В тот момент я встречалась с молодым человеком в Хантингтон-Парке, Калифорния, его звали Тони Вальдес. Мы с Тони пошли в единственный танцевальный бар в Лос-Анджелесе, который назывался «Пэтч». Помню, как Тони сказала что-то смешное, а мой друг Билл Гастингс пошутил в ответ, потянулся и шлепнул Тони по ягодице. То, что случилось дальше, известная история — их обоих арестовали за непристойное поведение.

Я впервые оказался лично вовлечен в происходящее. Мои друзья-геи рассказывали мне о том, какими жестокими обычно бывают полицейские, но это было в первый раз, когда я увидел всё своими глазами. Это событие в какой-то мере вдохновило мою церковь. Когда мы пришли в полицейский участок, Ли Глейз, владелец бара, вошел с цветами. Вместе с ним нас было человек 12. Он подошел к стойке регистрации в участке и сказал: «Мы здесь, чтобы вытащить наших сестер из тюрьмы». Полицейский за стойкой спросил: «Как зовут ваших сестер?» и Ли ответил: «Тони Вальдес и Билл Гастингс». Мы так напугали копа, что он тут же вызвал подмогу. Это преподало мне хороший урок прямо тогда: не нужно бояться полиции. Отстаивая то, во что мы действительно верили, мы могли дойти до крайности.

Когда всех выпустили, я отвел Тони к себе. Он был очень расстроен, плакал и сказал, что один из копов все говорил и говорил о его гомосексуализме по-испански и пообещал ему, что они позвонят его родителям и расскажут им все, что вдобавок они позвонят его работодателю и так далее. Я попытался успокоить Тони: «Не переживай, они просто блефовали. Они не собираются этого делать». Но именно это они и сделали. 

Тогда я сказал Тони: «Послушай, пусть я не верю в то, что людям не все равно, но я точно знаю, что Богу есть до этого дело, Бог позаботится». Тони рассмеялся мне в лицо и сказал: «Трой, Богу плевать на меня. Когда мне было 15 лет, я пришел к своему священнику и рассказал ему о своих чувствах. Он прогнал меня из католической воскресной школы и велел больше не возвращаться». Он продолжил: «Нет, Трой, Богу нет дела до меня. Отвези меня, пожалуйста, домой».

После того, как я отвез его домой и вернулся к себе, я продолжил свой разговор с Ним: «Боже, ты призвал меня проповедовать, когда мне было 13 лет. Мне было разрешено проповедовать в Южной баптистской церкви в 15 лет.

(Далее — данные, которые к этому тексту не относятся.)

//! Format-agnostic [`Resource`] access and its composable decorators.
//!
//! A [`Resource`] is a logical handle to a byte sequence, such as a file on disk,
//! an entry within a ZIP archive, or an in-memory buffer.
//! Decorators take ownership of the resource they wrap and forward every operation
//! they do not override:
//! - [`BufferingResource`]: chunked read-ahead cache for forward sequential reads.
//! - [`TransformingResource`]: content rewriting over the whole resource.
//! - [`FallbackResource`]: error-triggered substitution.
//! - [`LazyResource`]: deferred construction.
//! - [`SynchronizedResource`]: a shareable, mutex-guarded handle.

mod buffering;
mod bytes;
pub(crate) mod errors;
mod failure;
mod fallback;
mod file;
mod lazy;
mod properties;
mod synchronized;
mod transforming;

pub use self::{
    buffering::BufferingResource,
    bytes::BytesResource,
    errors::{Cause, ResourceError, ResourceResult},
    failure::FailureResource,
    fallback::{FallbackFactory, FallbackResource},
    file::FileResource,
    lazy::LazyResource,
    properties::{ArchiveProperties, Properties, PropertyValue},
    synchronized::SynchronizedResource,
    transforming::{Transform, TransformingResource},
};

use crate::media_type::MediaType;
use crate::util;
use async_trait::async_trait;
use std::ops::Range;
use std::path::Path;

/// A half-open byte range (`start..end`) within a resource.
pub type ByteRange = Range<u64>;

/// Acts as a proxy to an actual resource by handling read access.
///
/// Every I/O-bearing operation is asynchronous. Implementations classify every
/// failure into a [`ResourceError`], so low-level faults never cross this boundary.
///
/// # Reading
/// [`Resource::read`] with [`None`] returns the whole content.
/// Out-of-range bounds are clamped to `[0, length)`, and a range that is empty after
/// clamping successfully returns an empty buffer.
///
/// # Examples
/// - Reading an in-memory resource:
/// ```
/// # use lectern::resource::{BytesResource, Resource, ResourceResult};
/// # #[tokio::main(flavor = "current_thread")]
/// # async fn main() -> ResourceResult<()> {
/// let mut resource = BytesResource::new("hello world");
///
/// assert_eq!(b"world", resource.read(Some(6..11)).await?.as_slice());
/// assert_eq!(b"", resource.read(Some(50..60)).await?.as_slice());
/// assert_eq!(11, resource.length().await?);
/// # Ok(())
/// # }
/// ```
#[async_trait]
pub trait Resource: Send {
    /// URL or path this resource was read from, when available.
    ///
    /// Decorators which alter the content (e.g., [`TransformingResource`]) do not
    /// expose the source, as the raw bytes would not match.
    fn source(&self) -> Option<&str> {
        None
    }

    /// The local file holding exactly the content of this resource, if any.
    ///
    /// Consumers such as archive readers may open this file directly instead of
    /// reading through the resource. Only primitives backed by a file and pure
    /// forwarding wrappers report one; decorators which alter or substitute the
    /// content do not.
    fn file_path(&self) -> Option<&Path> {
        None
    }

    /// The media type of the content, if known.
    async fn media_type(&mut self) -> ResourceResult<Option<MediaType>> {
        Ok(None)
    }

    /// The name of the resource, such as a file name, if any.
    async fn name(&mut self) -> ResourceResult<Option<String>> {
        Ok(None)
    }

    /// Additional metadata, such as [`ArchiveProperties`].
    async fn properties(&mut self) -> ResourceResult<Properties> {
        Ok(Properties::new())
    }

    /// The total length of the content in bytes.
    async fn length(&mut self) -> ResourceResult<u64>;

    /// Reads the bytes at the given range, or everything if `range` is [`None`].
    async fn read(&mut self, range: Option<ByteRange>) -> ResourceResult<Vec<u8>>;

    /// Reads the full content as text.
    ///
    /// UTF-16 content is decoded when a byte order mark is present, otherwise
    /// UTF-8 is assumed.
    async fn read_to_string(&mut self) -> ResourceResult<String> {
        let data = self.read(None).await?;
        util::text::decode(data).map_err(ResourceError::wrap)
    }

    /// Releases any held system resources.
    ///
    /// Closing is idempotent; it is safe to call more than once.
    async fn close(&mut self) {}
}

#[async_trait]
impl<R: Resource + ?Sized> Resource for Box<R> {
    fn source(&self) -> Option<&str> {
        (**self).source()
    }

    fn file_path(&self) -> Option<&Path> {
        (**self).file_path()
    }

    async fn media_type(&mut self) -> ResourceResult<Option<MediaType>> {
        (**self).media_type().await
    }

    async fn name(&mut self) -> ResourceResult<Option<String>> {
        (**self).name().await
    }

    async fn properties(&mut self) -> ResourceResult<Properties> {
        (**self).properties().await
    }

    async fn length(&mut self) -> ResourceResult<u64> {
        (**self).length().await
    }

    async fn read(&mut self, range: Option<ByteRange>) -> ResourceResult<Vec<u8>> {
        (**self).read(range).await
    }

    async fn read_to_string(&mut self) -> ResourceResult<String> {
        (**self).read_to_string().await
    }

    async fn close(&mut self) {
        (**self).close().await
    }
}

/// Convenience methods to wrap a resource into decorators.
pub trait ResourceExt: Resource + Sized + 'static {
    /// Wraps this resource in a [`BufferingResource`] with the default chunk size.
    fn buffered(self) -> BufferingResource {
        BufferingResource::new(self)
    }

    /// Wraps this resource in a [`FallbackResource`].
    fn fallback<F>(self, factory: F) -> FallbackResource
    where
        F: FnOnce(&ResourceError) -> Option<Box<dyn Resource>> + Send + 'static,
    {
        FallbackResource::new(self, factory)
    }

    /// Wraps this resource in a [`TransformingResource`].
    fn transform<F>(self, transform: F) -> TransformingResource
    where
        F: Fn(Vec<u8>) -> ResourceResult<Vec<u8>> + Send + Sync + 'static,
    {
        TransformingResource::new(self, transform)
    }

    /// Wraps this resource in a shareable [`SynchronizedResource`].
    fn synchronized(self) -> SynchronizedResource {
        SynchronizedResource::new(self)
    }
}

impl<R: Resource + Sized + 'static> ResourceExt for R {}

/// Clamps `range` to `[0, length)`.
///
/// The result is empty if the range starts at or after `length`, or is inverted.
pub fn clamp(range: &ByteRange, length: u64) -> ByteRange {
    let start = range.start.min(length);
    let end = range.end.min(length).max(start);
    start..end
}

/// Slices the clamped `range` out of a fully loaded buffer.
pub(crate) fn slice(data: &[u8], range: &ByteRange) -> ResourceResult<Vec<u8>> {
    let range = clamp(range, data.len() as u64);
    let (start, end) = (to_usize(range.start)?, to_usize(range.end)?);
    Ok(data[start..end].to_vec())
}

/// Allocates a buffer for `length` bytes, reporting allocation failures
/// as [`ResourceError::OutOfMemory`].
pub(crate) fn allocate(length: u64) -> ResourceResult<Vec<u8>> {
    let mut buffer = Vec::new();
    buffer.try_reserve_exact(to_usize(length)?)?;
    Ok(buffer)
}

pub(crate) fn to_usize(value: u64) -> ResourceResult<usize> {
    usize::try_from(value).map_err(|_| ResourceError::BadRequest {
        message: format!("`{value}` does not fit in the address space"),
    })
}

Когда мне было 18, я пришел к своему пастору-пятидесятнику и рассказал ему о своих «интересных» чувствах, на что он сразу ответил мне: «О, я знаю, что ты пытаешься мне сказать, тебе просто нужно жениться на хорошей женщине, и это решит эту проблему». Я женился на его дочери, а спустя пять лет брака и двое детей мы прошли через совсем уже не интересный бракоразводный процесс. Тем не менее, 6 октября 1968 года в гостиной моего дома стояли 12 человек: девять друзей и трое незнакомцев. После окончания церковной службы казначей моей церкви сказал мне: «Трой, ты проповедуешь так, как будто сегодня утром в церкви была тысяча человек». Я сказал: «Будет», и через полтора года на наши богослужения приходило уже более тысячи человек.

Мы все должны были подняться и постоять за себя. Мы все должны были сделать это. Я думал, что все захотят выступить со мной. Наконец кто-то сказал: «Но ведь мы можем умереть, кто-нибудь может убить нас». Я тогда ответил: «Да, но как христиане, мы не верим, что после жизни приходит конец. Отсутствовать в этом теле, как сказал Апостол Павел, значит находиться рядом с Господом». Если они убьют тебя или меня, другие поднимутся и пойдут вперед, и мы завоюем нашу свободу. Вот как я тогда думал.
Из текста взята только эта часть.